A million public sector workers get bumper pay hike as cap ends

Teachers are to get a 3.5 per cent pay rise and military personnel 2.9 per cent as the government kills off the public sector pay cap.  

Bumper increases were announced today for around a million public sector workers – with prison officers getting 2.75 per cent and police 2 per cent.

The end of the  1 per cent pay cap – which has limited annual rises for six years – has been confirmed by the Treasury.

But there are complaints that the money for the salary boosts will have to be found by departments from existing budgets.

Unions are also still demanding 5 per cent, saying inflation has made people significantly worse off. 

Bumper increases: Chancellor Philip Hammond is set to announce a pay rise for a million public sector workers

As details of the settlements emerged today, Defence Secretary Gavin Williamson said he was accepting the ‘spirit’ of a recommendation from the pay review body for a 2.9 per cent rise.

There will be a 2 per cent increase to salaries, and a one-off payment equivalent to 0.9 per cent of salary. The deal will be implemented in September and backdated to this April.

‘Today’s pay award will deliver an annual increase to starting salaries of £520 for an officer and £370 for a newly trained solider, sailor or airman or woman,’ Mr Williamson said. 

‘This is in addition to the non-contributory pension and access to incremental pay progression.’ 

Education minister Nick Gibb said teachers on the main scale will be in line for a 3.5 per cent rise.

He also insisted the money would not come out of the schools budget. 

‘We will be providing a teachers’ pay grant of £187 million in 2018-19 and £321 million to all schools in England in 2019-20,’ Mr Gibb said. 

‘This will cover, in full, the difference between this award and the cost of the 1 per cent award.’ 

Who is getting what as the public sector pay cap ends? 
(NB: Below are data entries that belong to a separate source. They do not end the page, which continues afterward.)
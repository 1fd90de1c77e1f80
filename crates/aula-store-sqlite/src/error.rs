//! Error type for `aula-store-sqlite`.

use thiserror::Error;

#[derive(Debug, Error)]
pub enum Error {
  /// A domain rule rejected the operation (validation, not found).
  #[error(transparent)]
  Core(#[from] aula_core::Error),

  #[error("database error: {0}")]
  Database(tokio_rusqlite::Error),

  #[error("uuid parse error: {0}")]
  Uuid(#[from] uuid::Error),

  #[error("date/time parse error: {0}")]
  DateParse(String),

  /// A stored value does not decode into its domain type.
  #[error("decode error: {0}")]
  Decode(String),
}

pub type Result<T, E = Error> = std::result::Result<T, E>;

impl From<tokio_rusqlite::Error> for Error {
  /// Closures passed to `Connection::call` smuggle domain and decode errors
  /// out through [`tokio_rusqlite::Error::Other`]; unwrap them here so they
  /// keep their meaning.
  fn from(e: tokio_rusqlite::Error) -> Self {
    let inner = match e {
      tokio_rusqlite::Error::Other(inner) => inner,
      other => return Error::Database(other),
    };
    let inner = match inner.downcast::<Error>() {
      Ok(store) => return *store,
      Err(inner) => inner,
    };
    match inner.downcast::<aula_core::Error>() {
      Ok(core) => Error::Core(*core),
      Err(inner) => Error::Database(tokio_rusqlite::Error::Other(inner)),
    }
  }
}

impl From<rusqlite::Error> for Error {
  fn from(e: rusqlite::Error) -> Self { Error::Database(e.into()) }
}

impl From<Error> for aula_core::Error {
  fn from(e: Error) -> Self {
    match e {
      Error::Core(core) => core,
      other => aula_core::Error::Storage(Box::new(other)),
    }
  }
}

/// Abort a `Connection::call` closure with a domain error.
pub(crate) fn reject(e: aula_core::Error) -> tokio_rusqlite::Error {
  tokio_rusqlite::Error::Other(Box::new(e))
}

/// Carry a store-level result (e.g. a decode) across a `Connection::call`
/// boundary.
pub(crate) fn lift<T>(result: Result<T>) -> tokio_rusqlite::Result<T> {
  result.map_err(|e| tokio_rusqlite::Error::Other(Box::new(e)))
}
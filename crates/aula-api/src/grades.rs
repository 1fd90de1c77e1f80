//! Handlers for the grade ledger. Professors only, and only for subjects they
//! are assigned to.
//!
//! | Method | Path | Notes |
//! |--------|------|-------|
//! | `GET`  | `/grades/{subject}` | creates missing placeholders before answering |
//! | `PUT`  | `/grades/{subject}/{student}` | body: `{"promotion_score":…,"final_score":…,"notes":…}` |
//! | `PUT`  | `/grades/{subject}/{student}/final-score` | body: `{"final_score":7.5}` or `null` |

use axum::extract::{Path, State};
use serde::Deserialize;

use aula_core::{
  access::Operation,
  grade::{Grade, GradeUpdate, Score},
  store::AcademicStore,
};

use crate::{
  AppState,
  auth::CurrentUser,
  error::{ApiError, store_err},
  extract::Json,
  scope,
};

/// `GET /grades/{subject}`
pub async fn list_for_subject<S: AcademicStore>(
  State(state): State<AppState<S>>,
  user: CurrentUser,
  Path(subject): Path<String>,
) -> Result<Json<Vec<Grade>>, ApiError> {
  user.authorize(Operation::ViewGrades)?;
  let store = state.store.as_ref();
  let professor = scope::professor_profile(store, &user).await?;
  scope::require_subject_assignment(store, &professor, &subject).await?;
  let grades = store
    .get_grades_for_subject(&subject)
    .await
    .map_err(store_err)?;
  Ok(Json(grades))
}

/// The grade form as submitted. Scores are range-checked by
/// [`GradeForm::into_update`] so a bad value is a form error, not a body
/// rejection.
#[derive(Debug, Default, Deserialize)]
pub struct GradeForm {
  pub promotion_score: Option<f64>,
  pub final_score:     Option<f64>,
  pub notes:           Option<String>,
}

impl GradeForm {
  pub fn into_update(self) -> Result<GradeUpdate, ApiError> {
    Ok(GradeUpdate {
      promotion_score: Score::new_optional(self.promotion_score)?,
      final_score:     Score::new_optional(self.final_score)?,
      notes:           self.notes,
    })
  }
}

/// `PUT /grades/{subject}/{student}`
pub async fn update<S: AcademicStore>(
  State(state): State<AppState<S>>,
  user: CurrentUser,
  Path((subject, student)): Path<(String, String)>,
  Json(body): Json<GradeForm>,
) -> Result<Json<Grade>, ApiError> {
  user.authorize(Operation::EditGrades)?;
  let store = state.store.as_ref();
  let professor = scope::professor_profile(store, &user).await?;
  scope::require_subject_assignment(store, &professor, &subject).await?;
  let update = body.into_update()?;
  let grade = store
    .update_grade(student, subject, update)
    .await
    .map_err(store_err)?;
  Ok(Json(grade))
}

#[derive(Debug, Deserialize)]
pub struct FinalScoreBody {
  pub final_score: Option<f64>,
}

/// `PUT /grades/{subject}/{student}/final-score`
pub async fn set_final_score<S: AcademicStore>(
  State(state): State<AppState<S>>,
  user: CurrentUser,
  Path((subject, student)): Path<(String, String)>,
  Json(body): Json<FinalScoreBody>,
) -> Result<Json<Grade>, ApiError> {
  user.authorize(Operation::EditGrades)?;
  let store = state.store.as_ref();
  let professor = scope::professor_profile(store, &user).await?;
  scope::require_subject_assignment(store, &professor, &subject).await?;
  let grade = store
    .set_final_score(student, subject, body.final_score)
    .await
    .map_err(store_err)?;
  Ok(Json(grade))
}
A 2 per cent increase to salaries, and a one-off payment equivalent to 0.9 per cent of salary


A 3.5 per cent rise for those on main scale, 2 per cent for upper pay range, and 1.5 per cent for leadership roles


A 2 per cent rise 


A 2.75 per cent rise 

Whitehall departments have been told they are allowed to spend more of their budgets on pay. 
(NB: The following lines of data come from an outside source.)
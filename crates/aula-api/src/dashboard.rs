//! Per-role dashboards.

use axum::extract::State;
use chrono::Local;
use serde::Serialize;

use aula_core::{
  access::Operation,
  catalog::{CatalogSummary, FinalExam, Subject},
  certificate::RegularCertificate,
  enrollment::Enrollment,
  grade::{Grade, GradeStatus},
  people::{Professor, Student},
  store::AcademicStore,
};

use crate::{
  AppState,
  auth::CurrentUser,
  error::{ApiError, store_err},
  extract::Json,
  scope,
};

#[derive(Debug, Serialize)]
pub struct StudentDashboard {
  pub student:          Student,
  /// Subjects of the student's career.
  pub subjects:         Vec<Subject>,
  pub enrollments:      Vec<Enrollment>,
  pub grades:           Vec<Grade>,
  /// Final exams of subjects in which the student is regular.
  pub open_final_exams: Vec<FinalExam>,
}

/// `GET /dashboard/student`
pub async fn student<S: AcademicStore>(
  State(state): State<AppState<S>>,
  user: CurrentUser,
) -> Result<Json<StudentDashboard>, ApiError> {
  user.authorize(Operation::ViewStudentDashboard)?;
  let store = state.store.as_ref();
  let student = scope::student_profile(store, &user).await?;

  let subjects = match &student.career_code {
    Some(career) => store
      .list_subjects(Some(career.clone()))
      .await
      .map_err(store_err)?,
    None => Vec::new(),
  };
  let enrollments = store
    .list_enrollments_for_student(&student.student_id)
    .await
    .map_err(store_err)?;
  let grades = store
    .list_grades_for_student(&student.student_id)
    .await
    .map_err(store_err)?;

  let mut open_final_exams = Vec::new();
  for grade in grades.iter().filter(|g| g.status() == GradeStatus::Regular) {
    let exams = store
      .list_final_exams(Some(grade.subject_code().to_owned()))
      .await
      .map_err(store_err)?;
    open_final_exams.extend(exams);
  }

  Ok(Json(StudentDashboard {
    student,
    subjects,
    enrollments,
    grades,
    open_final_exams,
  }))
}

#[derive(Debug, Serialize)]
pub struct ProfessorDashboard {
  pub professor:   Professor,
  pub subjects:    Vec<Subject>,
  pub final_exams: Vec<FinalExam>,
}

/// `GET /dashboard/professor`
pub async fn professor<S: AcademicStore>(
  State(state): State<AppState<S>>,
  user: CurrentUser,
) -> Result<Json<ProfessorDashboard>, ApiError> {
  user.authorize(Operation::ViewProfessorDashboard)?;
  let store = state.store.as_ref();
  let professor = scope::professor_profile(store, &user).await?;
  let subjects = store
    .subjects_for_professor(&professor.professor_id)
    .await
    .map_err(store_err)?;
  let final_exams = store
    .final_exams_for_professor(&professor.professor_id)
    .await
    .map_err(store_err)?;
  Ok(Json(ProfessorDashboard { professor, subjects, final_exams }))
}

/// `GET /dashboard/admin`
pub async fn admin<S: AcademicStore>(
  State(state): State<AppState<S>>,
  user: CurrentUser,
) -> Result<Json<CatalogSummary>, ApiError> {
  user.authorize(Operation::ViewAdminDashboard)?;
  let summary = state.store.catalog_summary().await.map_err(store_err)?;
  Ok(Json(summary))
}

/// `GET /dashboard/student/certificate` — the regular-student certificate
/// of the current user, dated today.
pub async fn certificate<S: AcademicStore>(
  State(state): State<AppState<S>>,
  user: CurrentUser,
) -> Result<Json<RegularCertificate>, ApiError> {
  user.authorize(Operation::IssueCertificate)?;
  let today = Local::now().date_naive();
  let certificate = state
    .store
    .regular_certificate(user.0.user_id, today)
    .await
    .map_err(store_err)?;
  Ok(Json(certificate))
}
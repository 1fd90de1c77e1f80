//! User accounts and the student / professor profiles attached to them.

use chrono::{DateTime, NaiveDate, Utc};
use serde::{Deserialize, Serialize};
use uuid::Uuid;

use crate::{
  Error, Result,
  access::{Actor, Role},
  catalog::require,
};

// ─── Users ───────────────────────────────────────────────────────────────────

/// A login account. The password hash lives in [`Credentials`] and is never
/// part of this type, so serialising a user can't leak it.
#[derive(Debug, Clone, PartialEq, Eq, Serialize, Deserialize)]
pub struct User {
  pub user_id:    Uuid,
  pub username:   String,
  pub first_name: String,
  pub last_name:  String,
  pub email:      String,
  /// National identity document number, unique when present.
  pub dni:        Option<String>,
  pub role:       Role,
  pub is_active:  bool,
  pub created_at: DateTime<Utc>,
}

impl User {
  pub fn actor(&self) -> Actor { Actor::new(self.user_id, self.role) }

  pub fn full_name(&self) -> String {
    format!("{} {}", self.first_name, self.last_name)
  }
}

/// Input to [`crate::store::AcademicStore::create_user`].
#[derive(Debug, Clone)]
pub struct NewUser {
  pub username:      String,
  pub first_name:    String,
  pub last_name:     String,
  pub email:         String,
  pub dni:           Option<String>,
  pub role:          Role,
  /// Argon2 PHC string; hashing is the caller's concern.
  pub password_hash: String,
}

impl NewUser {
  pub fn validate(&self) -> Result<()> {
    require("username", &self.username)?;
    if self.username.contains([':', ' ']) {
      return Err(Error::validation(
        "username may not contain spaces or colons",
      ));
    }
    require("first name", &self.first_name)?;
    require("last name", &self.last_name)?;
    require("password", &self.password_hash)?;
    validate_dni(self.dni.as_deref())
  }
}

/// Input to [`crate::store::AcademicStore::update_user`]. The username and
/// role never change.
#[derive(Debug, Clone)]
pub struct UserUpdate {
  pub first_name:    String,
  pub last_name:     String,
  pub email:         String,
  pub dni:           Option<String>,
  /// New Argon2 PHC string; `None` keeps the stored one.
  pub password_hash: Option<String>,
}

impl UserUpdate {
  pub fn validate(&self) -> Result<()> {
    require("first name", &self.first_name)?;
    require("last name", &self.last_name)?;
    if let Some(hash) = &self.password_hash {
      require("password", hash)?;
    }
    validate_dni(self.dni.as_deref())
  }
}

fn validate_dni(dni: Option<&str>) -> Result<()> {
  match dni {
    Some(dni) if dni.trim().is_empty() => {
      Err(Error::validation("dni may not be blank"))
    }
    Some(dni) if dni.len() > 20 => {
      Err(Error::validation(format!("dni {dni:?} is longer than 20 characters")))
    }
    _ => Ok(()),
  }
}

/// A user together with the stored password hash, for authentication.
#[derive(Debug, Clone)]
pub struct Credentials {
  pub user:          User,
  pub password_hash: String,
}

// ─── Profiles ────────────────────────────────────────────────────────────────

/// The student profile of a user with [`Role::Student`].
#[derive(Debug, Clone, PartialEq, Eq, Serialize, Deserialize)]
pub struct Student {
  pub student_id:      String,
  pub user_id:         Uuid,
  /// Students without a career can't enroll in subjects.
  pub career_code:     Option<String>,
  pub enrollment_date: NaiveDate,
}

impl Student {
  pub fn validate(&self) -> Result<()> { require("student id", &self.student_id) }
}

#[derive(
  Debug,
  Clone,
  Copy,
  PartialEq,
  Eq,
  Serialize,
  Deserialize,
  strum::Display,
  strum::EnumString,
  strum::AsRefStr,
)]
#[serde(rename_all = "lowercase")]
#[strum(serialize_all = "lowercase")]
pub enum ProfessorCategory {
  Titular,
  Adjunct,
  Auxiliar,
}

/// The professor profile of a user with [`Role::Professor`].
#[derive(Debug, Clone, PartialEq, Eq, Serialize, Deserialize)]
pub struct Professor {
  pub professor_id: String,
  pub user_id:      Uuid,
  pub degree:       String,
  pub category:     ProfessorCategory,
  pub hire_date:    NaiveDate,
}

impl Professor {
  pub fn validate(&self) -> Result<()> {
    require("professor id", &self.professor_id)?;
    require("degree", &self.degree)
  }
}

// ─── Assignments ─────────────────────────────────────────────────────────────

/// What an assignment replacement changed.
#[derive(Debug, Clone, Default, PartialEq, Eq, Serialize, Deserialize)]
pub struct AssignmentChange {
  pub added:   Vec<String>,
  pub removed: Vec<String>,
}

impl AssignmentChange {
  pub fn changed(&self) -> bool {
    !self.added.is_empty() || !self.removed.is_empty()
  }
}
However, there will be no new money to fund additional increases, meaning any extra pay rises will have to come from efficiency savings or cuts to services.

The raft of pay rises, which will be announced in the Commons today, comes after nurses were told in March they would get a 6.5 per cent increase over three years. 
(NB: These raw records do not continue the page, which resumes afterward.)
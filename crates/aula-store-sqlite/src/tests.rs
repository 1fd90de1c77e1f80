//! Integration tests for `SqliteStore` against an in-memory database.

use aula_core::{
  Error as CoreError,
  access::Role,
  catalog::{Career, Faculty, NewFinalExam, Period, Subject, SubjectCategory},
  enrollment::Offering,
  grade::{GradeStatus, GradeUpdate, Score},
  people::{NewUser, Professor, ProfessorCategory, Student, UserUpdate},
  store::AcademicStore,
};
use chrono::NaiveDate;
use uuid::Uuid;

use crate::{Error, SqliteStore};

async fn store() -> SqliteStore {
  SqliteStore::open_in_memory()
    .await
    .expect("in-memory store")
}

fn date(y: i32, m: u32, d: u32) -> NaiveDate { NaiveDate::from_ymd_opt(y, m, d).unwrap() }

fn is_validation(e: &Error) -> bool { matches!(e, Error::Core(CoreError::Validation(_))) }

fn is_not_found(e: &Error) -> bool {
  matches!(e, Error::Core(CoreError::NotFound { .. }))
}

fn faculty(code: &str) -> Faculty {
  Faculty {
    code:        code.into(),
    name:        format!("Faculty {code}"),
    address:     "Av. Siempre Viva 742".into(),
    phone:       "555-0100".into(),
    email:       "info@example.edu".into(),
    website:     "https://example.edu".into(),
    dean:        "Dr. Dean".into(),
    established: date(1950, 3, 1),
    description: None,
  }
}

fn career(code: &str, faculty: &str) -> Career {
  Career {
    code:           code.into(),
    name:           format!("Career {code}"),
    faculty_code:   faculty.into(),
    director:       "Director".into(),
    duration_years: 5,
    description:    None,
  }
}

fn subject(code: &str, career: &str) -> Subject {
  Subject {
    code:         code.into(),
    name:         format!("Subject {code}"),
    career_code:  career.into(),
    year:         1,
    category:     SubjectCategory::Obligatory,
    period:       Period::First,
    weekly_hours: 6,
    description:  None,
  }
}

fn final_exam(subject: &str) -> NewFinalExam {
  NewFinalExam {
    subject_code:     subject.into(),
    date:             date(2024, 12, 10),
    location:         "Aula Magna".into(),
    duration_minutes: 120,
    call_number:      1,
    notes:            None,
  }
}

fn new_user(username: &str, first: &str, last: &str, role: Role) -> NewUser {
  NewUser {
    username:      username.into(),
    first_name:    first.into(),
    last_name:     last.into(),
    email:         format!("{username}@example.edu"),
    dni:           None,
    role,
    password_hash: "$argon2id$not-a-real-hash".into(),
  }
}

/// Faculty FI with careers ISI (subjects PRG, ALG) and MED (subject ANA).
async fn catalog() -> SqliteStore {
  let s = store().await;
  s.create_faculty(faculty("FI")).await.unwrap();
  s.create_career(career("ISI", "FI")).await.unwrap();
  s.create_career(career("MED", "FI")).await.unwrap();
  s.create_subject(subject("PRG", "ISI")).await.unwrap();
  s.create_subject(subject("ALG", "ISI")).await.unwrap();
  s.create_subject(subject("ANA", "MED")).await.unwrap();
  s
}

async fn add_student(
  s: &SqliteStore,
  student_id: &str,
  first: &str,
  last: &str,
  career: Option<&str>,
) -> Student {
  let user = s
    .create_user(new_user(
      &student_id.to_lowercase(),
      first,
      last,
      Role::Student,
    ))
    .await
    .unwrap();
  s.create_student(Student {
    student_id:      student_id.into(),
    user_id:         user.user_id,
    career_code:     career.map(str::to_owned),
    enrollment_date: date(2024, 3, 1),
  })
  .await
  .unwrap()
}
impl SqliteStore {
  /// Open (or create) a store at `path` and run schema initialisation.
  pub async fn open(path: impl AsRef<Path>) -> Result<Self> {
    let conn = tokio_rusqlite::Connection::open(path).await?;
    let store = Self { conn };
    store.init_schema().await?;
    Ok(store)
  }

  /// Open an in-memory store — useful for testing.
  pub async fn open_in_memory() -> Result<Self> {
    let conn = tokio_rusqlite::Connection::open_in_memory().await?;
    let store = Self { conn };
    store.init_schema().await?;
    Ok(store)
  }

  async fn init_schema(&self) -> Result<()> {
    self
      .conn
      .call(|conn| {
        conn.execute_batch(SCHEMA)?;
        Ok(())
      })
      .await?;
    Ok(())
  }

  /// Run raw SQL, bypassing every domain check. Tests use it to fabricate
  /// legacy rows.
  #[cfg(test)]
  pub(crate) async fn execute_batch(&self, sql: &'static str) -> Result<()> {
    self
      .conn
      .call(move |conn| {
        conn.execute_batch(sql)?;
        Ok(())
      })
      .await?;
    Ok(())
  }
}

fn decode_all<R, T>(raws: Vec<R>, f: impl Fn(R) -> Result<T>) -> Result<Vec<T>> {
  raws.into_iter().map(f).collect()
}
Pay review bodies for each workforce have drawn up the recommendations after looking at variables including the turnover of staff. 

The announcement will be popular with public sector workers who have long complained about the cap, but there will be concerns about how the rises will be paid for.

The rise for doctors could mean that millions of pounds from the £20billion NHS funding boost – announced last month to mark the Health Service’s 70th anniversary – will go on staffing.

This will dismay many members of the public who had hoped the Government’s extra money would go towards frontline care. 

A senior GP earns on average £100,000 a year while hospital consultants are typically on £92,000 – which excludes overtime and performance bonuses.

Public sector pay restraint has played a key role in the Government’s efforts to clear Britain’s huge budget deficit.

Philip Hammond will confirm the 1 per cent pay cap – which has limited annual rises for six years – has been abandoned

Philip Hammond will confirm the 1 per cent pay cap – which has limited annual rises for six years – has been abandoned

It became a major issue at last year’s general election when Theresa May was challenged by a cash-strapped nurse during a live TV debate. Earlier this year, Mr Hammond signalled the end of austerity ahead of his Spring Statement when he declared: ‘There is light at the end of the tunnel because what we are about to see is debt starting to fall after it’s been growing for 17 continuous years.’

However, the Office for Budget Responsibility last week warned austerity may have to continue for at least another 50 years to bring the nation’s finances under control.

It said debt will become unsustainable without tax rises or further cuts to spending. It blamed some of the pressure on Mrs May’s £20billion NHS boost as well as rising state pension costs and the ageing population – which will require more spending on care.

The OBR said: ‘On current policy we would expect the budget deficit to widen significantly over the long term, putting public sector debt on a rising trajectory. This would not be sustainable.’

In a stark 168-page report, the watchdog said the public finances were in a perilous position and urged ministers to consider carefully any further commitments.

Meanwhile, a report yesterday found that the country’s tax burden has reached its highest level for almost half a century.

The taxman is set to take £724.9billion this year – 34.3 per cent of GDP. That is the highest proportion since 1969-70, when the country was run by a Labour Government under Harold Wilson.

The report, written by the TaxPayers’ Alliance campaign group, also said overall Government revenues are at a 32-year high at 37 per cent of GDP, a measure of the size of the economy.

In total, the Government will raise £775.8billion – which is equivalent to around £28,000 from every household, according to the study.

The research also found that new taxes have hit poorer households the hardest. The bottom 10 per cent of earners in Britain pay 49.5 per cent of their income in tax.